Problem details |
In the data below, find each line carrying the string "Debug" and copy it out.
──────── Dataset content
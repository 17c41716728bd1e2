//! Per-source delimiter configuration: one or many `(begin, end, suspend)`
//! triples, an escape token, an optional eater token, and the first-byte
//! bitmap the scanner uses to fast-reject non-hook bytes.

use static_assertions::const_assert;
use thiserror::Error;

/// Multi mode holds at most this many triples.
pub const MULTI_LIMIT: usize = 127;
const_assert!(MULTI_LIMIT <= u8::MAX as usize);

/// One `(begin, end, suspend?)` delimiter set.
#[derive(Debug, Clone, PartialEq, Eq)]
pub struct HookTriple {
    pub begin: Box<[u8]>,
    pub end: Box<[u8]>,
    pub suspend: Option<Box<[u8]>>,
}

impl HookTriple {
    pub fn new(
        begin: impl Into<Box<[u8]>>,
        end: impl Into<Box<[u8]>>,
        suspend: Option<Box<[u8]>>,
    ) -> Self {
        HookTriple { begin: begin.into(), end: end.into(), suspend }
    }
}

/// Failures that can only be raised while mutating a [`HookConfig`], before
/// any source position exists to attach to them.
#[derive(Debug, Error, Clone, Copy, PartialEq, Eq)]
pub enum HookConfigError {
    #[error("escape hook is not allowed to match multihooks")]
    EscapeClash,
    #[error("too many multihooks, {MULTI_LIMIT} allowed")]
    Capacity,
}

/// Which field `HookConfig::set` replaces.
#[derive(Debug, Clone, Copy, PartialEq, Eq)]
pub enum HookKind {
    Begin,
    End,
    Escape,
}

/// A source's delimiter set. Always has a `single` triple, even while
/// `multi` mode is active — `set()` can collapse back out of multi mode and
/// needs a single triple to fall back to, so it is maintained separately
/// rather than reconstructed from whatever was last in the multi list.
#[derive(Debug, Clone)]
pub struct HookConfig {
    single: HookTriple,
    escape: Box<[u8]>,
    eater: Option<Box<[u8]>>,
    multi: Option<Vec<HookTriple>>,
    first_byte_table: [bool; 256],
    escape_eq_begin: bool,
    escape_eq_end: bool,
}

impl HookConfig {
    pub fn new(
        begin: impl Into<Box<[u8]>>,
        end: impl Into<Box<[u8]>>,
        escape: impl Into<Box<[u8]>>,
    ) -> Self {
        let mut config = HookConfig {
            single: HookTriple { begin: begin.into(), end: end.into(), suspend: None },
            escape: escape.into(),
            eater: None,
            multi: None,
            first_byte_table: [false; 256],
            escape_eq_begin: false,
            escape_eq_end: false,
        };
        config.rebuild();
        config
    }

    pub fn is_multi(&self) -> bool {
        self.multi.is_some()
    }

    pub fn single(&self) -> &HookTriple {
        &self.single
    }

    pub fn multi(&self) -> Option<&[HookTriple]> {
        self.multi.as_deref()
    }

    pub fn escape(&self) -> &[u8] {
        &self.escape
    }

    pub fn eater(&self) -> Option<&[u8]> {
        self.eater.as_deref()
    }

    pub fn escape_eq_begin(&self) -> bool {
        self.escape_eq_begin
    }

    pub fn escape_eq_end(&self) -> bool {
        self.escape_eq_end
    }

    /// Replaces `begin`, `end`, or `escape`. Setting `begin`/`end` while in
    /// multi mode collapses back to single mode first, discarding the multi
    /// list; `escape` is shared by both modes and never collapses it.
    pub fn set(&mut self, kind: HookKind, value: impl Into<Box<[u8]>>) {
        if !matches!(kind, HookKind::Escape) {
            self.multi = None;
        }
        match kind {
            HookKind::Begin => self.single.begin = value.into(),
            HookKind::End => self.single.end = value.into(),
            HookKind::Escape => self.escape = value.into(),
        }
        self.rebuild();
    }

    pub fn set_eater(&mut self, value: Option<Box<[u8]>>) {
        self.eater = value;
    }

    /// Switches to (or extends) multi mode with one more triple. Rejects a
    /// triple whose begin or end equals the current escape token, and
    /// rejects growing past [`MULTI_LIMIT`].
    pub fn add_multi(&mut self, triple: HookTriple) -> Result<(), HookConfigError> {
        if triple.begin.as_ref() == self.escape.as_ref() || triple.end.as_ref() == self.escape.as_ref()
        {
            return Err(HookConfigError::EscapeClash);
        }
        let multi = self.multi.get_or_insert_with(Vec::new);
        if multi.len() >= MULTI_LIMIT {
            return Err(HookConfigError::Capacity);
        }
        multi.push(triple);
        self.rebuild();
        Ok(())
    }

    /// O(1) fast-reject: does any recognized token (any begin/end/suspend
    /// currently in use, or escape) start with byte `b`? The eater token is
    /// deliberately excluded — it is only ever probed for right after an
    /// escape has already matched.
    pub fn first_byte_match(&self, b: u8) -> bool {
        self.first_byte_table[b as usize]
    }

    /// Zeroes and fully reconstructs `first_byte_table`, and in single mode
    /// the escape-equality flags, from the currently recognized tokens.
    /// Always a clean rebuild, never an incremental add, so no bit can
    /// linger from a configuration that is no longer active.
    fn rebuild(&mut self) {
        let mut table = [false; 256];
        let mut mark = |token: &[u8]| {
            if let Some(&b) = token.first() {
                table[b as usize] = true;
            }
        };
        match &self.multi {
            Some(multi) => {
                for triple in multi {
                    mark(&triple.begin);
                    mark(&triple.end);
                    if let Some(suspend) = &triple.suspend {
                        mark(suspend);
                    }
                }
                mark(&self.escape);
                self.escape_eq_begin = false;
                self.escape_eq_end = false;
            }
            None => {
                mark(&self.single.begin);
                mark(&self.single.end);
                if let Some(suspend) = &self.single.suspend {
                    mark(suspend);
                }
                mark(&self.escape);
                self.escape_eq_begin = self.escape.as_ref() == self.single.begin.as_ref();
                self.escape_eq_end = self.escape.as_ref() == self.single.end.as_ref();
            }
        }
        self.first_byte_table = table;
    }
}

impl Default for HookConfig {
    /// `-<` / `>-` / `\`, no default suspend or eater.
    fn default() -> Self {
        HookConfig::new(b"-<".to_vec(), b">-".to_vec(), b"\\".to_vec())
    }
}

#[cfg(test)]
mod tests {
    use super::*;

    #[test]
    fn default_matches_documented_syntax() {
        let hooks = HookConfig::default();
        assert_eq!(hooks.single().begin.as_ref(), b"-<");
        assert_eq!(hooks.single().end.as_ref(), b">-");
        assert_eq!(hooks.escape(), b"\\");
        assert!(hooks.eater().is_none());
        assert!(!hooks.is_multi());
    }

    #[test]
    fn first_byte_table_tracks_default_tokens() {
        let hooks = HookConfig::default();
        assert!(hooks.first_byte_match(b'-'));
        assert!(hooks.first_byte_match(b'>'));
        assert!(hooks.first_byte_match(b'\\'));
        assert!(!hooks.first_byte_match(b'x'));
    }

    #[test]
    fn escape_equal_begin_sets_the_shortcut_flag() {
        let mut hooks = HookConfig::default();
        hooks.set(HookKind::Escape, b"-<".to_vec());
        assert!(hooks.escape_eq_begin());
        assert!(!hooks.escape_eq_end());
    }

    #[test]
    fn setting_begin_while_multi_collapses_to_single() {
        let mut hooks = HookConfig::default();
        hooks
            .add_multi(HookTriple::new(b"[[".to_vec(), b"]]".to_vec(), None))
            .unwrap();
        assert!(hooks.is_multi());
        hooks.set(HookKind::Begin, b"<<".to_vec());
        assert!(!hooks.is_multi());
        assert_eq!(hooks.single().begin.as_ref(), b"<<");
    }

    #[test]
    fn add_multi_rejects_escape_clash() {
        let mut hooks = HookConfig::default();
        let err = hooks
            .add_multi(HookTriple::new(b"\\".to_vec(), b"]]".to_vec(), None))
            .unwrap_err();
        assert_eq!(err, HookConfigError::EscapeClash);
    }

    #[test]
    fn add_multi_enforces_capacity() {
        let mut hooks = HookConfig::default();
        for i in 0..MULTI_LIMIT {
            let begin = format!("b{i}").into_bytes();
            let end = format!("e{i}").into_bytes();
            hooks.add_multi(HookTriple::new(begin, end, None)).unwrap();
        }
        let err = hooks
            .add_multi(HookTriple::new(b"bN".to_vec(), b"eN".to_vec(), None))
            .unwrap_err();
        assert_eq!(err, HookConfigError::Capacity);
    }

    #[test]
    fn multi_mode_disables_escape_equality_shortcuts() {
        let mut hooks = HookConfig::default();
        hooks
            .add_multi(HookTriple::new(b"[[".to_vec(), b"]]".to_vec(), None))
            .unwrap();
        assert!(!hooks.escape_eq_begin());
        assert!(!hooks.escape_eq_end());
    }
}
//! End-to-end scenarios from the engine's specification (concrete examples
//! with default delimiters), driven through the public `Builder`/`Scanner`
//! API with a minimal arithmetic stand-in for a real scripting language.

use std::io::Cursor;
use std::path::Path;

use hookscan::error::EvalError;
use hookscan::{Builder, Evaluator};

/// Evaluates `N+N` as integer addition, echoes a bare integer literal, and
/// otherwise ignores the expression — just enough to drive every scenario
/// without embedding a real interpreter.
struct ArithEvaluator;

impl Evaluator for ArithEvaluator {
    fn load_file(&mut self, _path: &Path) -> Result<(), EvalError> {
        Ok(())
    }

    fn eval(&mut self, source: &str, want_string: bool) -> Result<Option<String>, EvalError> {
        if !want_string {
            return Ok(None);
        }
        let result = match source.split_once('+') {
            Some((a, b)) => {
                let a: i64 = a.trim().parse().map_err(|_| EvalError::new("bad int"))?;
                let b: i64 = b.trim().parse().map_err(|_| EvalError::new("bad int"))?;
                (a + b).to_string()
            }
            None => source.trim().to_string(),
        };
        Ok(Some(result))
    }
}

fn run(input: &str) -> String {
    let _ = env_logger::builder().is_test(true).try_init();
    let out = hookscan_test_support::SharedBuf::new();
    let mut builder = Builder::new(ArithEvaluator);
    builder.push_source_reader(Box::new(Cursor::new(input.as_bytes().to_vec())));
    builder.set_sink_writer(Box::new(out.clone()));
    let mut state = builder.build().unwrap();
    hookscan::scanner::run(&mut state).unwrap();
    String::from_utf8(out.take()).unwrap()
}

mod hookscan_test_support {
    use std::cell::RefCell;
    use std::io::{self, Write};
    use std::rc::Rc;

    #[derive(Clone, Default)]
    pub struct SharedBuf(Rc<RefCell<Vec<u8>>>);

    impl SharedBuf {
        pub fn new() -> Self {
            SharedBuf::default()
        }

        pub fn take(&self) -> Vec<u8> {
            self.0.borrow().clone()
        }
    }

    impl Write for SharedBuf {
        fn write(&mut self, buf: &[u8]) -> io::Result<usize> {
            self.0.borrow_mut().write(buf)
        }

        fn flush(&mut self) -> io::Result<()> {
            Ok(())
        }
    }
}

/// Scenario 1: a macro evaluates an expression and its result replaces it.
#[test]
fn scenario_value_output() {
    assert_eq!(run("hello -<.1+2>- world"), "hello 3 world");
}

/// Scenario 2: a delimiter change inside a macro takes effect for the
/// current source immediately after that macro closes — so the second
/// directive here must already open with the *new* begin (`[[`) set by the
/// first, and close with the *old* end (`>-`), which is still in force
/// until this very macro changes it.
#[test]
fn scenario_hook_redefinition_takes_effect_after_the_macro_closes() {
    assert_eq!(
        run("-<:hookbeg [[>-[[:hookend ]]>-x[[.42]]y"),
        "x42y"
    );
}

/// Scenario 3: an escaped newline outside a macro is a line continuation.
#[test]
fn scenario_escaped_newline_is_swallowed() {
    assert_eq!(run("pre\\\npost"), "prepost");
}

/// Scenario 4: `#` quoting re-emits with one less level of quoting, so a
/// later pass would see the hook.
#[test]
fn scenario_quote_round_trips_one_level() {
    assert_eq!(run("-<#inner>-"), "-<inner>-");
}

/// Scenario 5: `/` opens a comment macro that produces no output.
#[test]
fn scenario_comment_macro_is_dropped() {
    assert_eq!(run("a-</ignored>-b"), "ab");
}

/// Scenario 6: `:include` fully consumes the included file before resuming
/// the includer's remaining text.
#[test]
fn scenario_include_is_fully_consumed_before_resuming() {
    let dir = std::env::temp_dir().join(format!(
        "hookscan-scenario-include-{}-{}",
        std::process::id(),
        std::time::SystemTime::now()
            .duration_since(std::time::UNIX_EPOCH)
            .unwrap()
            .as_nanos()
    ));
    std::fs::create_dir_all(&dir).unwrap();
    let included = dir.join("other.txt");
    std::fs::write(&included, "X").unwrap();

    let input = format!("-<:include {}>-post", included.display());
    assert_eq!(run(&input), "Xpost");

    std::fs::remove_dir_all(&dir).unwrap();
}

/// Scenario 7: `:exit` stops the scan immediately; anything after it is
/// never read.
#[test]
fn scenario_exit_stops_immediately() {
    assert_eq!(run("-<:exit>-unread"), "");
}

/// Scenario 8: a macro with `begin == end == escape` still works, via the
/// escape-equals-begin shortcut to open and the escape-equals-end shortcut
/// (escape followed by whitespace) to close — see `scanner.rs` for the full
/// trace of why a bare second `%` can't close it.
#[test]
fn scenario_self_escaping_hookall() {
    assert_eq!(run("-<:hookall %>-%.1+2%\n"), "3");
}

/// Round-trip law: text with no occurrence of any hook first byte passes
/// through completely unchanged.
#[test]
fn law_hookless_text_passes_through_unchanged() {
    let text = "there are no hooks in this sentence at all, just words.";
    assert_eq!(run(text), text);
}

/// Round-trip law: with a single-byte escape equal to begin, doubling it
/// emits the byte literally instead of opening a macro.
#[test]
fn law_escaped_escape_emits_literal_byte_when_escape_equals_begin() {
    assert_eq!(run("-<:hookall @>-pre@@post"), "pre@post");
}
────────────────
Result below |
#[derive(Debug, Clone, PartialEq, Eq)]
#[derive(Debug, Error, Clone, Copy, PartialEq, Eq)]
#[derive(Debug, Clone, Copy, PartialEq, Eq)]
#[derive(Debug, Clone)]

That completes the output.